Let $V$ denote a strictly convex function (in arbitrary dimension) whose Hessian is $L$-Lipschitz. Given only this knowledge, and the values of $\left\{ V \left( x \right), \nabla V \left( x \right), \nabla^2 V \left( x \right)\right\}$ at a single value $x$, I am interested in finding a good lower bound to $V$. WLOG, I will take $L = 1$, $x = 0$, $V(x) = 0$, $\nabla V (x) = 0$, $\nabla^2 V(x) = H = \mathrm{diag} \left( h \right)$ where $h$ has positive entries.
Using basic estimates, one can see that
\begin{align} V\left(y\right)\geqslant\frac{1}{2} y^\top H y - \frac{1}{6} \left|y \right|^{3}, \end{align}
however, this is slightly unsatisfactory as this bound is not globally convex.
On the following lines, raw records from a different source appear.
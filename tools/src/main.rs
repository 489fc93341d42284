//! life-runner: headless driver for the life engine.
//!
//! Reads commands from stdin, one per line, either JSON
//! (`{"cmd":"toggle_cell","x":1,"y":2}`) or text (`toggle 1 2`), plus the
//! runner-only lines `state` and `quit`. Writes a snapshot after every
//! command and every scheduled generation.
//!
//! Usage:
//!   life-runner --width 40 --height 20 --interval 200 --seed 7 --density 0.3
//!   life-runner --config life.json --paused --text

use anyhow::Result;
use life_core::{
    command::Command,
    config::EngineConfig,
    engine::SimEngine,
    snapshot::SimSnapshot,
    types::Millis,
};
use std::env;
use std::io::{self, BufRead, Write};
use std::sync::mpsc::{self, Receiver, RecvTimeoutError};
use std::thread;
use std::time::{Duration, Instant};

enum Output {
    Json,
    Text,
}

fn main() -> Result<()> {
    env_logger::init();

    let args: Vec<String> = env::args().collect();
    let mut config = match arg_value(&args, "--config") {
        Some(path) => EngineConfig::load(path)?,
        None => EngineConfig::default(),
    };
    config.width = parse_arg(&args, "--width", config.width);
    config.height = parse_arg(&args, "--height", config.height);
    config.interval_ms = parse_arg(&args, "--interval", config.interval_ms);
    config.density = parse_arg(&args, "--density", config.density);
    if let Some(seed) = arg_value(&args, "--seed").and_then(|s| s.parse().ok()) {
        config.seed = Some(seed);
    }
    if args.iter().any(|a| a == "--paused") {
        config.start_paused = true;
    }
    let max_steps = parse_arg(&args, "--max-steps", 0u64);
    let output = if args.iter().any(|a| a == "--text") { Output::Text } else { Output::Json };

    let mut engine = SimEngine::new(&config);
    let commands = spawn_stdin_reader();
    run_loop(&mut engine, &commands, max_steps, &output)
}

/// Forward stdin lines to the engine thread. The engine itself is never
/// shared; this thread only moves strings.
fn spawn_stdin_reader() -> Receiver<String> {
    let (tx, rx) = mpsc::channel();
    thread::spawn(move || {
        for line in io::stdin().lock().lines() {
            let Ok(line) = line else { break };
            if tx.send(line).is_err() {
                break;
            }
        }
    });
    rx
}

fn run_loop(
    engine: &mut SimEngine,
    commands: &Receiver<String>,
    max_steps: u64,
    output: &Output,
) -> Result<()> {
    let started = Instant::now();
    let now_ms = || started.elapsed().as_millis() as Millis;
    let mut stdout = io::stdout();
    let mut stdin_open = true;
    let mut scheduled_steps = 0u64;

    emit(&mut stdout, output, &engine.snapshot())?;

    loop {
        let pending = engine.pending_tick();
        let wait = pending.map(|tick| Duration::from_millis(tick.due_ms.saturating_sub(now_ms())));

        let received = match (stdin_open, wait) {
            (true, Some(wait)) => commands.recv_timeout(wait),
            (true, None) => commands.recv().map_err(|_| RecvTimeoutError::Disconnected),
            (false, Some(wait)) => {
                thread::sleep(wait);
                Err(RecvTimeoutError::Timeout)
            }
            // Paused with no more input: nothing can ever happen again.
            (false, None) => break,
        };

        match received {
            Ok(line) => {
                engine.set_now(now_ms());
                if !handle_line(engine, &line, &mut stdout, output)? {
                    break;
                }
            }
            Err(RecvTimeoutError::Disconnected) => {
                log::debug!("stdin closed");
                stdin_open = false;
            }
            Err(RecvTimeoutError::Timeout) => {}
        }

        if let Some(tick) = engine.pending_tick() {
            if engine.fire(tick, now_ms()) {
                scheduled_steps += 1;
                emit(&mut stdout, output, &engine.snapshot())?;
                if max_steps > 0 && scheduled_steps >= max_steps {
                    log::info!("reached {max_steps} scheduled steps");
                    break;
                }
            }
        }
    }
    Ok(())
}

/// Apply one input line. Returns false when the runner should stop.
fn handle_line(
    engine: &mut SimEngine,
    line: &str,
    stdout: &mut io::Stdout,
    output: &Output,
) -> Result<bool> {
    match line.trim() {
        "" => return Ok(true),
        "quit" => return Ok(false),
        "state" => {
            emit(stdout, output, &engine.snapshot())?;
            return Ok(true);
        }
        _ => {}
    }

    match Command::parse_line(line).and_then(|cmd| engine.apply(cmd)) {
        Ok(snapshot) => emit(stdout, output, &snapshot)?,
        Err(e) => {
            log::warn!("command '{}' failed: {e}", line.trim());
            let err_json = serde_json::json!({ "error": e.to_string() });
            writeln!(stdout, "{err_json}")?;
            stdout.flush()?;
        }
    }
    Ok(true)
}

fn emit(stdout: &mut io::Stdout, output: &Output, snapshot: &SimSnapshot) -> Result<()> {
    match output {
        Output::Json => writeln!(stdout, "{}", serde_json::to_string(snapshot)?)?,
        Output::Text => {
            write!(stdout, "{}", snapshot.render_text())?;
            writeln!(
                stdout,
                "gen {} | alive {} | dead {} | step {}ms | runtime {:.1}s | {}",
                snapshot.generation,
                snapshot.total_alive,
                snapshot.dead_count,
                snapshot.last_step_duration_ms,
                snapshot.total_simulated_ms as f64 / 1000.0,
                if snapshot.paused { "paused" } else { "running" }
            )?;
        }
    }
    stdout.flush()?;
    Ok(())
}

fn arg_value<'a>(args: &'a [String], flag: &str) -> Option<&'a str> {
    args.windows(2)
        .find(|w| w[0] == flag)
        .map(|w| w[1].as_str())
}

fn parse_arg<T: std::str::FromStr + Copy>(args: &[String], flag: &str, default: T) -> T {
    arg_value(args, flag)
        .and_then(|v| v.parse().ok())
        .unwrap_or(default)
}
Computing that the Hessian of $y \mapsto \frac{1}{6} \left| y \right|_2^{3}$ is given by $\frac{1}{2} \left( \left| y \right|_2 \cdot I + \frac{yy^{\top}}{\left| y \right|_2} \right) \preceq \left| y \right|_2 \cdot I$, one sees that it is at least convex on the ball $\left\{ y: \left| y \right|_2 \leqslant \mathrm{min} \left( h \right) \right\}$. Thus, at least in principle, one can use the basic estimate on this ball, and then take its minimal convex extension outside of this set. However, I don't know whether one can easily compute a closed-form expression for this extension, and so it's not entirely practical for me to work with.
My questions are thus:
- Can one compute a closed-form expression for this extension?
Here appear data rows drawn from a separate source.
//! Simulation clock: generation count, logical time, cadence and pause.

use crate::types::{Generation, Millis, DEFAULT_INTERVAL_MS};
use std::time::Duration;

/// Clamp a requested step interval to at least 1 ms.
pub fn clamp_interval(ms: i64) -> u32 {
    ms.clamp(1, i64::from(u32::MAX)) as u32
}

/// Generation count, logical time, step cadence and the pause flag.
#[derive(Debug, Clone, PartialEq)]
pub struct SimClock {
    pub generation:            Generation,
    /// Logical time: grows by `interval_ms` per step, whatever the step cost.
    pub total_simulated_ms:    Millis,
    /// Wall-clock cost of the last step computation.
    pub last_step_duration_ms: Millis,
    pub interval_ms:           u32,
    pub paused:                bool,
}

impl SimClock {
    pub fn new(interval_ms: u32, paused: bool) -> Self {
        Self {
            generation: 0,
            total_simulated_ms: 0,
            last_step_duration_ms: 0,
            interval_ms: interval_ms.max(1),
            paused,
        }
    }

    /// Record one completed step. Returns the new generation number.
    pub fn advance(&mut self, step_cost: Duration) -> Generation {
        self.generation += 1;
        self.total_simulated_ms += Millis::from(self.interval_ms);
        self.last_step_duration_ms = step_cost.as_millis() as Millis;
        self.generation
    }

    /// Back to generation 0 with no simulated time. Cadence and pause state
    /// are kept.
    pub fn rewind(&mut self) {
        self.generation = 0;
        self.total_simulated_ms = 0;
    }

    pub fn pause(&mut self)  { self.paused = true;  }
    pub fn resume(&mut self) { self.paused = false; }

    pub fn set_interval(&mut self, ms: i64) -> u32 {
        self.interval_ms = clamp_interval(ms);
        self.interval_ms
    }
}

impl Default for SimClock {
    fn default() -> Self {
        Self::new(DEFAULT_INTERVAL_MS, false)
    }
}
//! Deterministic random number generation for seeded soups.
//!
//! RULE: Nothing in the simulation may call a platform RNG.
//! A soup is fully determined by its seed, so the same seed always
//! produces the same starting grid.

use rand::{RngCore, SeedableRng};
use rand_pcg::Pcg64Mcg;

/// Stream constant mixed into every seed so that seed 0 is not degenerate.
const SOUP_STREAM: u64 = 0x9e37_79b9_7f4a_7c15;

pub struct SoupRng {
    inner: Pcg64Mcg,
}

impl SoupRng {
    pub fn new(seed: u64) -> Self {
        Self {
            inner: Pcg64Mcg::seed_from_u64(seed ^ SOUP_STREAM),
        }
    }

    /// Roll a float in [0.0, 1.0).
    pub fn next_f64(&mut self) -> f64 {
        let bits = self.inner.next_u64();
        (bits >> 11) as f64 * (1.0 / (1u64 << 53) as f64)
    }

    /// Bernoulli trial: returns true with probability p.
    pub fn chance(&mut self, p: f64) -> bool {
        self.next_f64() < p
    }
}
//! Scheduling tests: cadence, pause/resume, interval changes and stale
//! tick tokens, all driven on logical time.

use life_core::{command::Command, config::EngineConfig, engine::SimEngine};

fn running(interval_ms: i64) -> SimEngine {
    let config = EngineConfig {
        interval_ms,
        start_paused: false,
        ..EngineConfig::default_test(6, 6)
    };
    let mut engine = SimEngine::new(&config);
    // Blinker, so every generation does real work.
    for (x, y) in [(1, 2), (2, 2), (3, 2)] {
        engine.toggle_cell(x, y).unwrap();
    }
    engine
}

#[test]
fn first_tick_waits_a_full_interval() {
    let mut engine = running(100);
    assert_eq!(engine.advance_to(99), 0);
    assert_eq!(engine.snapshot().generation, 0);
    assert_eq!(engine.advance_to(100), 1);
    assert_eq!(engine.snapshot().generation, 1);
}

#[test]
fn ticks_follow_the_interval() {
    let mut engine = running(100);
    assert_eq!(engine.advance_to(1_000), 10);
    let snap = engine.snapshot();
    assert_eq!(snap.generation, 10);
    assert_eq!(snap.total_simulated_ms, 1_000);
    assert_eq!(engine.advance_by(250), 2);
    assert_eq!(engine.pending_tick().map(|t| t.due_ms), Some(1_300));
}

#[test]
fn simulated_time_is_logical() {
    let mut engine = running(1);
    engine.advance_to(5);
    assert_eq!(engine.snapshot().total_simulated_ms, 5);
    engine.set_interval(1_000);
    engine.advance_by(3_000);
    let snap = engine.snapshot();
    assert_eq!(snap.generation, 8);
    assert_eq!(snap.total_simulated_ms, 3_005);
}

#[test]
fn pause_stops_all_stepping() {
    let mut engine = running(10);
    engine.advance_to(35);
    let generation = engine.snapshot().generation;
    assert_eq!(generation, 3);

    engine.pause();
    assert!(engine.pending_tick().is_none());
    for _ in 0..50 {
        assert_eq!(engine.advance_by(1_000), 0);
    }
    assert_eq!(engine.snapshot().generation, generation);
}

#[test]
fn pause_cancels_an_already_issued_tick() {
    let mut engine = running(100);
    let tick = engine.pending_tick().expect("running engine has a tick armed");
    engine.pause();
    assert!(!engine.fire(tick, 10_000), "cancelled tick fired");
    assert_eq!(engine.snapshot().generation, 0);

    // Resuming arms a new token; the old one stays dead.
    engine.resume();
    assert!(!engine.fire(tick, 20_000), "stale tick fired after resume");
    assert_eq!(engine.snapshot().generation, 0);
}

#[test]
fn tick_cannot_fire_early() {
    let mut engine = running(100);
    let tick = engine.pending_tick().unwrap();
    assert!(!engine.fire(tick, 50));
    assert!(engine.fire(tick, 100));
    assert!(!engine.fire(tick, 1_000), "a tick fires at most once");
    assert_eq!(engine.snapshot().generation, 1);
}

#[test]
fn resume_waits_a_full_interval() {
    let mut engine = running(100);
    engine.pause();
    engine.advance_to(1_234);
    engine.resume();
    assert_eq!(engine.pending_tick().map(|t| t.due_ms), Some(1_334));
    assert_eq!(engine.advance_to(1_333), 0);
    assert_eq!(engine.advance_to(1_334), 1);
}

#[test]
fn resume_while_running_keeps_cadence() {
    let mut engine = running(100);
    engine.advance_to(50);
    let before = engine.pending_tick();
    engine.resume();
    assert_eq!(engine.pending_tick(), before);
}

#[test]
fn interval_change_restarts_the_cadence() {
    let mut engine = running(100);
    engine.advance_to(150);
    assert_eq!(engine.snapshot().generation, 1);

    engine.set_interval(500);
    assert_eq!(engine.pending_tick().map(|t| t.due_ms), Some(650));
    assert_eq!(engine.advance_to(649), 0);
    assert_eq!(engine.advance_to(650), 1);
}

#[test]
fn interval_change_while_paused_does_not_resume() {
    let mut engine = running(100);
    engine.pause();
    engine.set_interval(5);
    assert!(engine.is_paused());
    assert!(engine.pending_tick().is_none());
    assert_eq!(engine.advance_by(1_000), 0);
}

#[test]
fn resize_while_paused_does_not_resume() {
    let mut engine = running(100);
    engine.pause();
    engine.resize(9, 9);
    engine.reset();
    assert!(engine.is_paused());
    assert_eq!(engine.advance_by(1_000), 0);
}

#[test]
fn resize_while_running_keeps_running() {
    let mut engine = running(100);
    engine.advance_to(250);
    engine.resize(4, 4);
    assert!(!engine.is_paused());
    engine.advance_to(400);
    let snap = engine.snapshot();
    assert_eq!(snap.generation, 2, "generation counts again from the resize");
    assert_eq!(snap.total_simulated_ms, 200);
}

#[test]
fn late_fire_delays_the_next_tick() {
    let mut engine = running(100);
    let tick = engine.pending_tick().unwrap();
    // Driver woke up 3.5 intervals late: one step, then a full interval.
    assert!(engine.fire(tick, 450));
    assert_eq!(engine.snapshot().generation, 1);
    assert_eq!(engine.pending_tick().map(|t| t.due_ms), Some(550));
}

#[test]
fn resume_after_idle_pause_arms_from_driver_time() {
    let mut engine = running(1_000);
    engine.pause();

    // Time passes with no ticks fired; the driver only reports it.
    engine.set_now(3_000);
    let snap = engine.apply(Command::parse_line("resume").unwrap()).unwrap();
    assert!(!snap.paused);

    let due = engine.pending_tick().map(|t| t.due_ms).unwrap();
    assert!(due >= 4_000, "resume armed at {due}, before a full interval had passed");
    assert_eq!(engine.advance_to(3_999), 0);
    assert_eq!(engine.advance_to(4_000), 1);
}

#[test]
fn interval_change_arms_from_driver_time() {
    let mut engine = running(100);
    engine.advance_to(100);
    engine.set_now(180);
    engine.apply(Command::SetInterval { ms: 500 }).unwrap();
    assert_eq!(engine.pending_tick().map(|t| t.due_ms), Some(680));
    assert_eq!(engine.advance_to(679), 0);
}

#[test]
fn driver_time_never_moves_backwards() {
    let mut engine = running(100);
    engine.set_now(500);
    engine.set_now(200);
    assert_eq!(engine.now_ms(), 500);
    assert_eq!(engine.snapshot().generation, 0, "set_now must not step");
}
//! Periodic trigger with cancellation tokens.
//!
//! RULES:
//!   - At most one tick is armed at a time.
//!   - Every arm or cancel bumps the epoch, so a tick handed out earlier
//!     can never fire once the schedule has changed.
//!   - Time is whatever monotonic millisecond value the caller supplies.

use crate::types::Millis;

/// Identifies one arming of the scheduler.
#[derive(Debug, Clone, Copy, PartialEq, Eq, Hash)]
pub struct TickToken(u64);

#[derive(Debug, Clone, Copy, PartialEq, Eq)]
pub struct ScheduledTick {
    pub token:  TickToken,
    pub due_ms: Millis,
}

#[derive(Debug, Default)]
pub struct Scheduler {
    epoch: u64,
    armed: Option<ScheduledTick>,
}

impl Scheduler {
    pub fn new() -> Self {
        Self::default()
    }

    /// Install a fresh trigger whose first tick is one full interval away.
    pub fn arm(&mut self, now_ms: Millis, interval_ms: u32) -> ScheduledTick {
        self.epoch += 1;
        let tick = ScheduledTick {
            token:  TickToken(self.epoch),
            due_ms: now_ms + Millis::from(interval_ms),
        };
        self.armed = Some(tick);
        tick
    }

    /// Drop the armed trigger. Any tick handed out before is now stale.
    pub fn cancel(&mut self) {
        self.epoch += 1;
        self.armed = None;
    }

    pub fn pending(&self) -> Option<ScheduledTick> {
        self.armed
    }

    pub fn is_current(&self, tick: &ScheduledTick) -> bool {
        self.armed.as_ref() == Some(tick)
    }

    /// Re-arm after `fired` ran at `now_ms`. Keeps the cadence when on time;
    /// a late tick pushes the next one a full interval past `now_ms`.
    pub fn rearm_after(&mut self, fired: ScheduledTick, now_ms: Millis, interval_ms: u32) -> ScheduledTick {
        let on_cadence = fired.due_ms + Millis::from(interval_ms);
        let anchor = if on_cadence > now_ms { fired.due_ms } else { now_ms };
        self.arm(anchor, interval_ms)
    }
}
- Are there good ways to compute explicit, convex minorants to $V$?
and more ambitiously,
- Can one characterise the optimal convex minorant to $V$ somewhat explicitly?
In principle, I am also interested in the same question given more general access to high-order derivatives and smoothness estimates of $V$, but this interest is secondary.